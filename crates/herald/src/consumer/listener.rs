// SPDX-License-Identifier: Apache-2.0 OR MIT
// Copyright (c) 2025-2026 naskel.com

//! Consumer application callbacks.

use crate::cache::DiscoveredProvider;
use crate::types::{Message, ProviderId, ProviderState, SyncInfo};

/// Callbacks raised on the consumer's callback worker.
///
/// All methods default to no-ops.
pub trait ConsumerListener: Send + Sync {
    /// A provider that leaves the subscription decision to this consumer
    /// was found. Call `Consumer::subscribe` to follow it.
    fn on_provider_discovered(&self, provider: &DiscoveredProvider) {
        let _ = provider;
    }

    /// A provider allowed, denied, changed its topics or went away.
    fn on_provider_state_changed(&self, provider_id: ProviderId, state: ProviderState) {
        let _ = (provider_id, state);
    }

    /// A new (not yet seen) notification arrived.
    fn on_message_received(&self, message: &Message) {
        let _ = message;
    }

    /// The read/dismiss state of a message changed.
    fn on_sync_info_received(&self, sync: &SyncInfo) {
        let _ = sync;
    }
}

/// Listener that ignores every callback.
#[derive(Debug, Default, Clone, Copy)]
pub struct NoopConsumerListener;

impl ConsumerListener for NoopConsumerListener {}
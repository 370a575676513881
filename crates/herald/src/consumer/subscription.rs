// SPDX-License-Identifier: Apache-2.0 OR MIT
// Copyright (c) 2025-2026 naskel.com

//! Outbound requests to providers.

use super::context::ConsumerContext;
use super::tasks::SubscriptionTask;
use crate::error::{Error, Result};
use crate::scheduler::TaskHandler;
use crate::types::{ProviderId, SyncInfo, Topic};
use crate::wire::Connection;
use std::sync::Arc;

pub(crate) struct SubscriptionWorker {
    ctx: Arc<ConsumerContext>,
}

impl SubscriptionWorker {
    pub fn new(ctx: Arc<ConsumerContext>) -> Self {
        Self { ctx }
    }

    /// Connection to use for `provider_id`, and whether it is subscribing.
    fn route(&self, provider_id: ProviderId) -> Result<(Connection, bool)> {
        let providers = self.ctx.providers.lock();
        let provider = providers
            .read(&provider_id)
            .ok_or_else(|| Error::not_found("provider", provider_id))?;
        let connection = provider
            .active_connection()
            .cloned()
            .ok_or_else(|| Error::invalid(format!("provider {} has no connection", provider_id)))?;
        Ok((connection, provider.is_subscribing()))
    }

    fn set_subscribing(&self, provider_id: ProviderId, address: Option<&str>, subscribing: bool) {
        self.ctx.providers.lock().update(&provider_id, |p| {
            for connection in &mut p.connections {
                if address.map_or(true, |a| a == connection.address) {
                    connection.is_subscribing = subscribing;
                }
            }
        });
    }

    fn subscribe(&mut self, provider_id: ProviderId) -> Result<()> {
        let (connection, subscribing) = self.route(provider_id)?;
        if subscribing {
            log::debug!("[Subscription] already subscribing to {}", provider_id);
            return Ok(());
        }

        self.ctx.link.request_subscribe(provider_id, &connection)?;
        self.set_subscribing(provider_id, Some(connection.address.as_str()), true);
        log::info!(
            "[Subscription] subscribing to {} via {}",
            provider_id,
            connection.address
        );
        Ok(())
    }

    fn unsubscribe(&mut self, provider_id: ProviderId) -> Result<()> {
        let connections: Vec<Connection> = {
            let providers = self.ctx.providers.lock();
            let provider = providers
                .read(&provider_id)
                .ok_or_else(|| Error::not_found("provider", provider_id))?;
            provider
                .connections
                .iter()
                .filter(|c| c.is_subscribing)
                .cloned()
                .collect()
        };

        // Each path is cleared as soon as the wire confirms it; the first
        // failure is reported after every path was tried.
        let mut first_err = None;
        for connection in &connections {
            match self.ctx.link.request_unsubscribe(provider_id, connection) {
                Ok(()) => {
                    self.set_subscribing(provider_id, Some(connection.address.as_str()), false);
                }
                Err(e) => {
                    log::warn!(
                        "[Subscription] unsubscribe from {} via {} failed: {}",
                        provider_id,
                        connection.address,
                        e
                    );
                    first_err.get_or_insert(e);
                }
            }
        }

        match first_err {
            Some(e) => Err(e),
            None => {
                log::info!("[Subscription] unsubscribed from {}", provider_id);
                Ok(())
            }
        }
    }

    fn send_sync(&mut self, provider_id: ProviderId, sync: SyncInfo) -> Result<()> {
        let (connection, _) = self.route(provider_id)?;
        self.ctx.link.send_sync(provider_id, &connection, &sync)
    }

    fn post_topics(&mut self, provider_id: ProviderId, topics: Vec<Topic>) -> Result<()> {
        let (connection, _) = self.route(provider_id)?;
        self.ctx.link.post_topics(provider_id, &connection, &topics)
    }
}

impl TaskHandler<SubscriptionTask> for SubscriptionWorker {
    fn handle(&mut self, task: SubscriptionTask) -> Result<()> {
        match task {
            SubscriptionTask::Subscribe { provider_id } => self.subscribe(provider_id),
            SubscriptionTask::Unsubscribe { provider_id } => self.unsubscribe(provider_id),
            SubscriptionTask::SendSync { provider_id, sync } => self.send_sync(provider_id, sync),
            SubscriptionTask::PostTopics {
                provider_id,
                topics,
            } => self.post_topics(provider_id, topics),
        }
    }
}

▶ Task item
Starting at the line above that contains "to follow it.", write out each line exactly until the line that contains "repository 370a575676513881" has been written, and stop there.

▶ Response box
    /// was found. Call `Consumer::subscribe` to follow it.
    fn on_provider_discovered(&self, provider: &DiscoveredProvider) {
        let _ = provider;
    }

    /// A provider allowed, denied, changed its topics or went away.
    fn on_provider_state_changed(&self, provider_id: ProviderId, state: ProviderState) {
        let _ = (provider_id, state);
    }

    /// A new (not yet seen) notification arrived.
    fn on_message_received(&self, message: &Message) {
        let _ = message;
    }

    /// The read/dismiss state of a message changed.
    fn on_sync_info_received(&self, sync: &SyncInfo) {
        let _ = sync;
    }
}

/// Listener that ignores every callback.
#[derive(Debug, Default, Clone, Copy)]
pub struct NoopConsumerListener;

impl ConsumerListener for NoopConsumerListener {}
repository 370a575676513881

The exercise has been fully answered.